Apple’s foldable iPhone is reportedly being built to feel like a cross between an iPhone and an iPad. But based on everything reported so far, it is expected to ship with iOS, not iPadOS. That one decision shapes a lot about how the device will actually work.
The distinction matters more than it might seem. It affects which apps will run, how multitasking behaves, and how much of the tablet experience Apple is willing to bring to a phone-sized product. If you have ever used an iPad and an iPhone side by side and noticed how differently they handle the same task, you already understand the gap Apple has to navigate.
TL;DR: Apple’s foldable iPhone is expected to run iOS 27, not iPadOS. When open, it will support side-by-side apps and a wider layout borrowed from the iPad experience. But it will not run iPad apps, and it will not be treated as an iPad. It is a bigger iPhone, not a smaller iPad.

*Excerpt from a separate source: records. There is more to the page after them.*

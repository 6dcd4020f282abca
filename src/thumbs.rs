//! Thumbnail build pipeline.
//!
//! Turns every discovered source image into a set of width-bounded AVIF
//! thumbnails and records them in the thumbnail manifest.
//!
//! ## Output
//!
//! ```text
//! public/
//! ├── thumbnail-manifest.json       # original URL → thumbnail URL (+ srcset)
//! └── thumbnails/                   # one flat directory
//!     ├── 001-dawn-400.avif
//!     ├── 001-dawn-800.avif
//!     └── 001-dawn-1200.avif
//! ```
//!
//! Widths are upper bounds: a source narrower than a target is encoded at its
//! native width under the target's name, never upscaled.
//!
//! ## Failure model
//!
//! Fail-fast. The first image that cannot be decoded or encoded aborts the
//! run and no manifest is written. Thumbnails already on disk are left in
//! place and overwritten by the next successful run.
//!
//! ## Parallel processing
//!
//! Images are independent, so they are processed with rayon's `par_iter` on
//! the global pool (sized from `[processing] max_processes`). Progress is
//! reported through an optional [`ThumbEvent`] channel so the CLI can print
//! from a single thread while workers run.

use crate::config::SiteConfig;
use crate::imaging::{
    BackendError, Dimensions, ImageBackend, RustBackend, VariantConfig, create_variants,
};
use crate::manifest::{ManifestError, ManifestVariant, ThumbnailManifest, verify_manifest};
use crate::scan::{ScanError, scan};
use crate::types::ImageItem;
use rayon::prelude::*;
use std::collections::BTreeMap;
use std::path::{Path, PathBuf};
use std::sync::mpsc::Sender;
use thiserror::Error;

#[derive(Error, Debug)]
pub enum ThumbsError {
    #[error("IO error: {0}")]
    Io(#[from] std::io::Error),
    #[error("Scan failed: {0}")]
    Scan(#[from] ScanError),
    #[error("Failed to process {path}: {source}")]
    Image {
        path: String,
        #[source]
        source: BackendError,
    },
    #[error("Manifest error: {0}")]
    Manifest(#[from] ManifestError),
    #[error("Manifest references {} missing thumbnail(s): {}", .0.len(), .0.join(", "))]
    MissingThumbnails(Vec<String>),
}

/// Progress reported while the pipeline runs.
#[derive(Debug, Clone)]
pub enum ThumbEvent {
    Started {
        images: usize,
        widths: Vec<u32>,
    },
    ImageProcessed {
        source_path: String,
        native: Dimensions,
        variants: Vec<VariantInfo>,
    },
    ManifestWritten {
        path: PathBuf,
        entries: usize,
    },
}

/// One written thumbnail, as reported in [`ThumbEvent::ImageProcessed`].
#[derive(Debug, Clone, PartialEq, Eq)]
pub struct VariantInfo {
    pub target_width: u32,
    pub width: u32,
    pub file_name: String,
}

/// A generated thumbnail file.
#[derive(Debug, Clone, PartialEq, Eq)]
pub struct GeneratedThumb {
    pub target_width: u32,
    pub width: u32,
    pub height: u32,
    pub url: String,
    pub path: PathBuf,
}

/// Everything produced for one source image.
#[derive(Debug, Clone)]
pub struct ThumbnailRecord {
    pub item: ImageItem,
    pub native: Dimensions,
    pub thumbs: Vec<GeneratedThumb>,
}

/// Source images that would write to the same thumbnail names.
#[derive(Debug, Clone, PartialEq, Eq)]
pub struct Collision {
    pub stem: String,
    pub sources: Vec<String>,
}

/// Outcome of a successful run.
#[derive(Debug)]
pub struct ThumbsResult {
    pub records: Vec<ThumbnailRecord>,
    pub manifest: ThumbnailManifest,
    pub manifest_path: PathBuf,
    pub collisions: Vec<Collision>,
}

impl ThumbsResult {
    pub fn thumbnail_count(&self) -> usize {
        self.records.iter().map(|r| r.thumbs.len()).sum()
    }
}

/// Run the pipeline with the pure-Rust image backend.
pub fn build_thumbnails(
    project_root: &Path,
    config: &SiteConfig,
    events: Option<Sender<ThumbEvent>>,
) -> Result<ThumbsResult, ThumbsError> {
    build_thumbnails_with_backend(&RustBackend::new(), project_root, config, events)
}

/// Run the pipeline with a specific backend (allows testing with mock).
pub fn build_thumbnails_with_backend(
    backend: &impl ImageBackend,
    project_root: &Path,
    config: &SiteConfig,
    events: Option<Sender<ThumbEvent>>,
) -> Result<ThumbsResult, ThumbsError> {
    let thumbs_config = &config.thumbnails;
    let items = scan(project_root, &config.sources)?;

    let output_dir = project_root.join(&thumbs_config.output_dir);
    std::fs::create_dir_all(&output_dir)?;

    let collisions = find_collisions(&items, thumbs_config.namespace_by_category);
    for c in &collisions {
        log::warn!(
            "thumbnail name collision on \"{}\": {} (last one written wins; set thumbnails.namespace_by_category = true)",
            c.stem,
            c.sources.join(", ")
        );
    }

    let variant_config = VariantConfig {
        widths: thumbs_config.widths.clone(),
        quality: thumbs_config.quality.clone(),
    };

    if let Some(tx) = &events {
        tx.send(ThumbEvent::Started {
            images: items.len(),
            widths: thumbs_config.widths.clone(),
        })
        .ok();
    }

    let records = items
        .par_iter()
        .map(|item| -> Result<ThumbnailRecord, ThumbsError> {
            let record = process_image(
                backend,
                project_root,
                &output_dir,
                item,
                &variant_config,
                config,
            )?;
            if let Some(tx) = &events {
                tx.send(ThumbEvent::ImageProcessed {
                    source_path: item.source_path.clone(),
                    native: record.native,
                    variants: record
                        .thumbs
                        .iter()
                        .map(|t| VariantInfo {
                            target_width: t.target_width,
                            width: t.width,
                            file_name: file_name(&t.path),
                        })
                        .collect(),
                })
                .ok();
            }
            Ok(record)
        })
        .collect::<Result<Vec<_>, _>>()?;

    let mut manifest = ThumbnailManifest::new();
    for record in &records {
        let Some(default) = default_thumb(&record.thumbs, thumbs_config.default_width) else {
            continue;
        };
        let variants: Vec<ManifestVariant> = record
            .thumbs
            .iter()
            .map(|t| ManifestVariant {
                url: t.url.clone(),
                width: t.width,
            })
            .collect();
        manifest.insert_image(
            &manifest_keys(&record.item, &thumbs_config.public_prefix),
            &default.url,
            &variants,
        );
    }

    let missing = verify_manifest(&manifest, &thumbs_config.url_prefix, &output_dir);
    if !missing.is_empty() {
        return Err(ThumbsError::MissingThumbnails(missing));
    }

    let manifest_path = project_root.join(&thumbs_config.manifest);
    manifest.save(&manifest_path)?;
    log::debug!(
        "wrote {} manifest entries to {}",
        manifest.len(),
        manifest_path.display()
    );

    if let Some(tx) = &events {
        tx.send(ThumbEvent::ManifestWritten {
            path: manifest_path.clone(),
            entries: manifest.len(),
        })
        .ok();
    }

    Ok(ThumbsResult {
        records,
        manifest,
        manifest_path,
        collisions,
    })
}

fn process_image(
    backend: &impl ImageBackend,
    project_root: &Path,
    output_dir: &Path,
    item: &ImageItem,
    variant_config: &VariantConfig,
    config: &SiteConfig,
) -> Result<ThumbnailRecord, ThumbsError> {
    let source = project_root.join(&item.source_path);
    let stem = thumbnail_stem(item, config.thumbnails.namespace_by_category);
    let rendered = create_variants(backend, &source, output_dir, &stem, variant_config).map_err(
        |source| ThumbsError::Image {
            path: item.source_path.clone(),
            source,
        },
    )?;

    let prefix = config.thumbnails.url_prefix.trim_end_matches('/');
    let thumbs = rendered
        .variants
        .into_iter()
        .map(|v| GeneratedThumb {
            target_width: v.target_width,
            width: v.width,
            height: v.height,
            url: format!("{prefix}/{}", file_name(&v.output)),
            path: v.output,
        })
        .collect();

    Ok(ThumbnailRecord {
        item: item.clone(),
        native: rendered.native,
        thumbs,
    })
}

/// Name stem of an item's thumbnails.
///
/// `landscapes/001-dawn.jpg` → `001-dawn`, or `landscapes-001-dawn` when
/// namespacing by category.
pub fn thumbnail_stem(item: &ImageItem, namespace_by_category: bool) -> String {
    if namespace_by_category {
        format!("{}-{}", item.category, item.basename())
    } else {
        item.basename().to_string()
    }
}

/// Manifest keys for an item: the production URL and the development URL.
pub fn manifest_keys(item: &ImageItem, public_prefix: &str) -> Vec<String> {
    vec![
        item.public_url(public_prefix),
        item.original_url(),
    ]
}

/// The thumbnail generated for `default_width`, else the widest target.
pub fn default_thumb(thumbs: &[GeneratedThumb], default_width: u32) -> Option<&GeneratedThumb> {
    thumbs
        .iter()
        .find(|t| t.target_width == default_width)
        .or_else(|| thumbs.iter().max_by_key(|t| t.target_width))
}

/// Groups of items whose thumbnails would share a name.
pub fn find_collisions(items: &[ImageItem], namespace_by_category: bool) -> Vec<Collision> {
    let mut by_stem: BTreeMap<String, Vec<String>> = BTreeMap::new();
    for item in items {
        by_stem
            .entry(thumbnail_stem(item, namespace_by_category))
            .or_default()
            .push(item.source_path.clone());
    }
    by_stem
        .into_iter()
        .filter(|(_, sources)| sources.len() > 1)
        .map(|(stem, sources)| Collision { stem, sources })
        .collect()
}

fn file_name(path: &Path) -> String {
    path.file_name()
        .map(|n| n.to_string_lossy().to_string())
        .unwrap_or_default()
}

Why Apple is keeping the iPhone Fold on iOS
The foldable iPhone Ultra is still an iPhone. Apple appears to be treating it as a new form factor within the iPhone family rather than a hybrid category that blurs into the iPad.
iPadOS already exists as a distinct platform. It has its own windowing behavior, its own design language, and a multitasking model built specifically for larger, stationary displays. Pulling that into a phone-sized product would create a messy overlap, especially at a time when iPad Pro sales have been under pressure.
Apple’s solution, based on current reports, is to extend iOS 27 rather than merge the two platforms. The phone runs iOS. When it opens, iOS adapts.
What changes when the phone unfolds

According to MacRumors’ iOS 27 roundup, the iPhone Fold Ultra will support two apps open side by side when the inner display is open, bringing split-screen multitasking to iPhone for the first time. The unfolded view is also expected to use wider layouts and sidebars inside apps, giving the larger screen something useful to do rather than just stretching iPhone content across a bigger canvas.
Think about what it is like to use iPhone Mail in landscape mode on a standard phone. The layout barely changes. Now imagine that same app with a proper sidebar on the left and a message thread on the right, the way it already works on iPad. That is closer to what Apple appears to be building for the unfolded state.
Apple is also expected to provide developer tools so apps can adapt to the larger screen without needing a separate iPad version. That last part matters. If you have an app you rely on that exists only as an iPhone app, it should still work on the Fold.
What this does not mean
It does not mean Apple is quietly merging iOS and iPadOS. The two platforms are staying separate. iPadOS 27 will ship alongside iOS 27 this September, as it does every year.
It also does not mean iPad apps will automatically run on the foldable. Current reporting says the opposite. The device runs iOS, so the App Store will surface iPhone apps. If a developer has not updated their app to support wider layouts, it will still run but it may not take full advantage of the open display.
Why the software split actually makes sense
If you spend time with an iPad, you notice that iPadOS multitasking can feel like it was designed for a desk, not a hand. Stage Manager, external display support, pointer input. These are features built around a device that sits still.
An iPhone Ultra fold is still a phone. You will hold it in your hands, take it out of your pocket, and use it with your thumbs most of the time. Dropping full iPadOS onto that hardware would give you tools you cannot comfortably reach and a workflow that assumes more than a pocket device can deliver.
Apple keeping it on iOS while borrowing specific iPad-style behaviors for the open state is a more honest solution than forcing the whole platform across.
Why it matters for users and developers
For most users, the practical outcome is a larger iPhone that works like an iPhone, with side-by-side apps available when the extra space is useful. You would not need to learn a new operating system or rebuild your App Library. If you are already tracking what iOS 27 is adding this year, the full iOS 27 features breakdown covers the Siri changes and performance updates alongside the Fold-specific additions.
For developers, there is real work to do. Apps built only for a narrow iPhone display will need layout updates to feel at home on a 7.8-inch open screen. Navigation bars, tab bars, and content containers that assume a portrait phone layout will look stretched or awkward without adjustments.
Apple is expected to give developers time to prepare ahead of the September launch, likely through iOS 27 betas starting at WWDC in June. That timeline also affects buyers of the iPhone 18 Pro Max, which ships alongside the Fold and runs the same iOS 27 base.
Bottom line
The foldable iPhone is expected to behave more like a stretched, smarter iPhone than a mini iPad, even if its open state borrows some tablet-style behaviors. That framing is not a limitation. It is a deliberate choice about what kind of product Apple wants this to be.
Whether that turns out to be the right call will depend on how well iOS 27 actually handles the transition between a 5.5-inch closed display and a 7.8-inch open one. That is the detail no rumor can fully answer until the device ships.